Susan reporting:
Mothers and daughters warring over clothes is nothing new, with each generation pushing the limits of fashion to the horror of the previous one. Young Anne, left, has returned home to the country after a sojourn in London. She's dressed in the literal height of fashion, with towering hair and a richly trimmed gown displaying considerable bosom, and even a trendy little lapdog. Her modestly dressed mother is justifiably shocked, and cannot believe that this expensive creature is her daughter. (We've also seen country boys morph into macaronis in London, like the one here.)

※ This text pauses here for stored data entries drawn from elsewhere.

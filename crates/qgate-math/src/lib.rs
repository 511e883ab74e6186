//! qgate Unitary Algebra
//!
//! Pure functions over single-qubit (2x2) unitaries, consumed by the
//! expression engine in `qgate-ir` and handed as-is to backends.
//!
//! # Operations
//!
//! | Operation | Function | Notes |
//! |-----------|----------|-------|
//! | Synthesis | [`Unitary2x2::synthesize`], [`Unitary2x2::synthesize_with_phase`] | closed-form U(θ, φ, λ) with optional global phase γ |
//! | Power | [`Unitary2x2::power`] | diagonal fast path, otherwise eigendecomposition |
//! | Inverse | [`Unitary2x2::inverse`] | closed-form 2x2 inverse |
//!
//! The checked variants [`Unitary2x2::try_power`] and [`Unitary2x2::try_inverse`]
//! report singular or defective inputs as [`MathError`] instead of returning
//! non-finite entries.
//!
//! # Example
//!
//! ```rust
//! use qgate_math::Unitary2x2;
//!
//! let sqrt_x = Unitary2x2::x().power(0.5);
//! assert!((sqrt_x * sqrt_x).approx_eq(&Unitary2x2::x(), 1e-9));
//!
//! let u = Unitary2x2::synthesize(0.3, 0.2, 1.0);
//! assert!((u * u.inverse()).approx_eq(&Unitary2x2::identity(), 1e-9));
//! ```

pub mod error;
pub mod unitary;

pub use error::{MathError, MathResult};
pub use unitary::{DIAGONAL_TOLERANCE, EPSILON, Unitary2x2};

/// Re-exported so downstream crates name the same complex type.
pub use num_complex::Complex64;
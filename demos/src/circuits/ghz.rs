//! GHZ state preparation.

use qgate_ir::{Backend, ClbitRegister, Context, IrResult};

/// Prepare (|0…0⟩ + |1…1⟩)/√2 on `num_qubits` fresh qubits and measure them.
///
/// Qubit 0 is put in superposition and every other qubit is flipped under
/// its control.
pub fn ghz<B: Backend>(ctx: &mut Context<B>, num_qubits: u32) -> IrResult<ClbitRegister> {
    let q = ctx.qalloc(num_qubits)?;
    let mut c = ctx.clalloc(num_qubits)?;
    ctx.reset([&q])?;

    ctx.apply(&ctx.h(), [q.qubit(0)?])?;
    let cx = ctx.ctrl(1) * ctx.x();
    for i in 1..num_qubits {
        ctx.apply(&cx, [q.qubit(0)?, q.qubit(i)?])?;
    }

    c.store(&ctx.measure([&q])?)?;
    Ok(c)
}

#[cfg(test)]
mod tests {
    use super::*;
    use qgate_ir::{BackendCall, QubitId, RecordingBackend};

    #[test]
    fn test_ghz_dispatches() {
        let mut ctx = Context::with_backend(RecordingBackend::new());
        let c = ghz(&mut ctx, 4).unwrap();
        assert_eq!(c.len(), 4);

        let gates = ctx.backend().unwrap().gates();
        assert_eq!(gates.len(), 4);
        for (i, call) in gates.iter().enumerate().skip(1) {
            let (target, pos, neg) = call.operands().unwrap();
            assert_eq!(target, QubitId(i as u32));
            assert_eq!(pos, &[QubitId(0)]);
            assert!(neg.is_empty());
            assert!(matches!(call, BackendCall::PauliX { exponent: None, .. }));
        }
    }

    #[test]
    fn test_single_qubit_ghz_is_one_hadamard() {
        let mut ctx = Context::with_backend(RecordingBackend::new());
        ghz(&mut ctx, 1).unwrap();
        assert_eq!(ctx.backend().unwrap().gates().len(), 1);
    }
}
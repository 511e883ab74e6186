//! Error types for the IR crate.

use qgate_math::MathError;
use thiserror::Error;

/// Errors that can occur while building or applying gate expressions.
///
/// Every variant except [`IrError::Math`] and [`IrError::Config`] is a
/// contract violation by the caller: the operation that detects it fails
/// immediately and leaves the backend untouched.
#[derive(Debug, Error)]
#[non_exhaustive]
pub enum IrError {
    /// Flattened argument list does not match the expression.
    #[error("Expression '{expression}' consumes {expected} qubits, got {got}")]
    ArgumentCountMismatch {
        /// Rendered expression, for context.
        expression: String,
        /// Control markers plus base gates in the expression.
        expected: usize,
        /// Length of the flattened argument list.
        got: usize,
    },

    /// Qubit index outside its register.
    #[error("Qubit index {index} out of range for register of size {size}")]
    QubitOutOfRange {
        /// Requested index within the register.
        index: u32,
        /// Register size.
        size: u32,
    },

    /// Classical bit index outside its register.
    #[error("Classical bit index {index} out of range for register of size {size}")]
    ClbitOutOfRange {
        /// Requested index within the register.
        index: u32,
        /// Register size.
        size: u32,
    },

    /// Inclusive slice with `first > last`.
    #[error("Invalid slice [{first}, {last}]")]
    InvalidSlice {
        /// First index.
        first: u32,
        /// Last index (inclusive).
        last: u32,
    },

    /// Number of values does not match the classical bits addressed.
    #[error("Expected {expected} classical values, got {got}")]
    ValueCountMismatch {
        /// Classical bits addressed.
        expected: usize,
        /// Values supplied.
        got: usize,
    },

    /// Allocation of zero bits.
    #[error("Cannot allocate an empty register")]
    EmptyAllocation,

    /// Allocation would pass the configured qubit limit.
    #[error("Allocating {requested} qubits exceeds the limit of {limit} ({allocated} already allocated)")]
    AllocationExceeded {
        /// Qubits requested.
        requested: u32,
        /// Qubits allocated so far.
        allocated: u32,
        /// Configured limit.
        limit: u32,
    },

    /// No backend has been registered with the context.
    #[error("No backend registered - call Context::register_backend() first")]
    BackendNotRegistered,

    /// Matrix resolution failed numerically.
    #[error("Matrix resolution failed: {0}")]
    Math(#[from] MathError),

    /// Configuration could not be loaded.
    #[error("Configuration error: {0}")]
    Config(String),
}

/// Result type for IR operations.
pub type IrResult<T> = Result<T, IrError>;
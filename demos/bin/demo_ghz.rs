//! GHZ State Demo
//!
//! Prepares a GHZ state with `h` and `ctrl(1) * x` and shows what the
//! backend receives.

use anyhow::Result;
use clap::Parser;

use qgate_demos::circuits::Program;
use qgate_demos::runner::{BackendKind, execute};
use qgate_demos::{init_logging, print_header, print_report, print_success};
use qgate_ir::ContextConfig;

#[derive(Parser, Debug)]
#[command(name = "demo-ghz")]
#[command(about = "Prepare and measure a GHZ state")]
struct Args {
    /// Number of qubits
    #[arg(short = 'n', long, default_value = "14")]
    qubits: u32,

    /// Backend receiving the dispatches
    #[arg(short, long, value_enum, default_value_t = BackendKind::Trace)]
    backend: BackendKind,

    /// Verbose logging
    #[arg(short, long)]
    verbose: bool,
}

fn main() -> Result<()> {
    let args = Args::parse();
    init_logging(args.verbose);

    if args.qubits == 0 {
        anyhow::bail!("a GHZ state needs at least one qubit");
    }

    print_header("GHZ State Demo");
    let report = execute(
        Program::Ghz,
        args.qubits,
        ContextConfig::from_env()?,
        args.backend,
        0,
    )?;
    print_report(&report);
    print_success(&format!("{} gates dispatched", report.num_gates));
    Ok(())
}
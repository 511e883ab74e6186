//! Context configuration.
//!
//! Configuration precedence (highest to lowest):
//! 1. Environment variables (`QGATE_` prefix)
//! 2. Configuration file (YAML)
//! 3. Default values

use serde::{Deserialize, Serialize};
use std::path::Path;

use crate::error::{IrError, IrResult};

/// Environment variable overriding [`ContextConfig::prefer_specialized`].
pub const ENV_PREFER_SPECIALIZED: &str = "QGATE_PREFER_SPECIALIZED";
/// Environment variable overriding [`ContextConfig::singular_tolerance`].
pub const ENV_SINGULAR_TOLERANCE: &str = "QGATE_SINGULAR_TOLERANCE";
/// Environment variable overriding [`ContextConfig::max_qubits`].
pub const ENV_MAX_QUBITS: &str = "QGATE_MAX_QUBITS";

/// Settings for a [`Context`](crate::Context).
#[derive(Debug, Clone, PartialEq, Serialize, Deserialize)]
#[serde(default)]
pub struct ContextConfig {
    /// Send H, X and U4 gates through their dedicated backend entry points.
    /// When false every gate is resolved to a matrix.
    pub prefer_specialized: bool,

    /// Smallest determinant magnitude accepted when inverting. Must be
    /// positive.
    pub singular_tolerance: f64,

    /// Upper bound on qubits allocated through `qalloc`.
    pub max_qubits: Option<u32>,
}

impl Default for ContextConfig {
    fn default() -> Self {
        Self {
            prefer_specialized: true,
            singular_tolerance: default_singular_tolerance(),
            max_qubits: None,
        }
    }
}

fn default_singular_tolerance() -> f64 {
    qgate_math::DIAGONAL_TOLERANCE
}

impl ContextConfig {
    /// Parse configuration from a YAML document.
    pub fn from_yaml_str(contents: &str) -> IrResult<Self> {
        let config: Self =
            serde_yaml_ng::from_str(contents).map_err(|e| IrError::Config(e.to_string()))?;
        config.validate()?;
        Ok(config)
    }

    /// Load configuration from a YAML file.
    pub fn from_file<P: AsRef<Path>>(path: P) -> IrResult<Self> {
        let contents = std::fs::read_to_string(path.as_ref()).map_err(|e| {
            IrError::Config(format!("{}: {e}", path.as_ref().display()))
        })?;
        Self::from_yaml_str(&contents)
    }

    /// Defaults with environment overrides applied.
    pub fn from_env() -> IrResult<Self> {
        Self::default().merge_env()
    }

    /// Load with full precedence: optional file, then environment.
    pub fn load(config_file: Option<&Path>) -> IrResult<Self> {
        let config = match config_file {
            Some(path) => Self::from_file(path)?,
            None => Self::default(),
        };
        config.merge_env()
    }

    /// Apply `QGATE_*` variables present in the process environment.
    pub fn merge_env(self) -> IrResult<Self> {
        self.apply_overrides(|key| std::env::var(key).ok())
    }

    /// Apply overrides looked up through `lookup`.
    ///
    /// Only keys for which `lookup` returns a value change the corresponding
    /// field; the result is validated.
    pub fn apply_overrides<F>(mut self, lookup: F) -> IrResult<Self>
    where
        F: Fn(&str) -> Option<String>,
    {
        if let Some(v) = lookup(ENV_PREFER_SPECIALIZED) {
            self.prefer_specialized = parse_bool(ENV_PREFER_SPECIALIZED, &v)?;
        }
        if let Some(v) = lookup(ENV_SINGULAR_TOLERANCE) {
            self.singular_tolerance = v
                .trim()
                .parse()
                .map_err(|_| invalid(ENV_SINGULAR_TOLERANCE, &v))?;
        }
        if let Some(v) = lookup(ENV_MAX_QUBITS) {
            let v = v.trim();
            self.max_qubits = if v.is_empty() || v.eq_ignore_ascii_case("none") {
                None
            } else {
                Some(v.parse().map_err(|_| invalid(ENV_MAX_QUBITS, v))?)
            };
        }
        self.validate()?;
        Ok(self)
    }

    /// Validate the configuration.
    pub fn validate(&self) -> IrResult<()> {
        if !self.singular_tolerance.is_finite() || self.singular_tolerance <= 0.0 {
            return Err(IrError::Config(format!(
                "singular_tolerance must be a positive finite number, got {}",
                self.singular_tolerance
            )));
        }
        if self.max_qubits == Some(0) {
            return Err(IrError::Config("max_qubits must be at least 1".into()));
        }
        Ok(())
    }
}

fn invalid(key: &str, value: &str) -> IrError {
    IrError::Config(format!("Invalid value for {key}: '{value}'"))
}

fn parse_bool(key: &str, value: &str) -> IrResult<bool> {
    match value.trim().to_ascii_lowercase().as_str() {
        "1" | "true" | "yes" | "on" => Ok(true),
        "0" | "false" | "no" | "off" => Ok(false),
        _ => Err(invalid(key, value)),
    }
}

Of course, with young country women in 18th c prints, there's always a more sinister (or at least cynical) explanation for wearing the latest London finery. In John Cleland's infamous 1748 novel Fanny Hill: Memoirs of a Woman of Pleasure, the orphaned and impoverished yet still innocent Fanny desires to go to London to "seek her fortune" ("a phrase, which, by the bye, has ruined more adventurers of both sexes, from the country, than ever it made, or advanced") only after admiring the stylish clothes of a visiting friend, Esther Davis:
"Nor can I remember, without laughing, the innocent admiration, not without a spice of envy, with which we poor girls, whose church-going cloaths did not rise about dowlass [coarse linen] shifts and snuff [thin wool] gowns, beheld Esther's scower'd sattin-gown, caps border'd with an inch of lace; taudry ribbons, and shoes belaced with silver! all of which we imagined grew in London....[I believed Esther when she explained how] several maids out of the country had made themselves and all their kin for ever, that by presarving their VARTUE, some had taken so with their masters, that they had married them, and kept them coaches, and lived vastly grand, and happy, and some, may-hap came to be Dutchesses: Luck was all, and why not I as well as another."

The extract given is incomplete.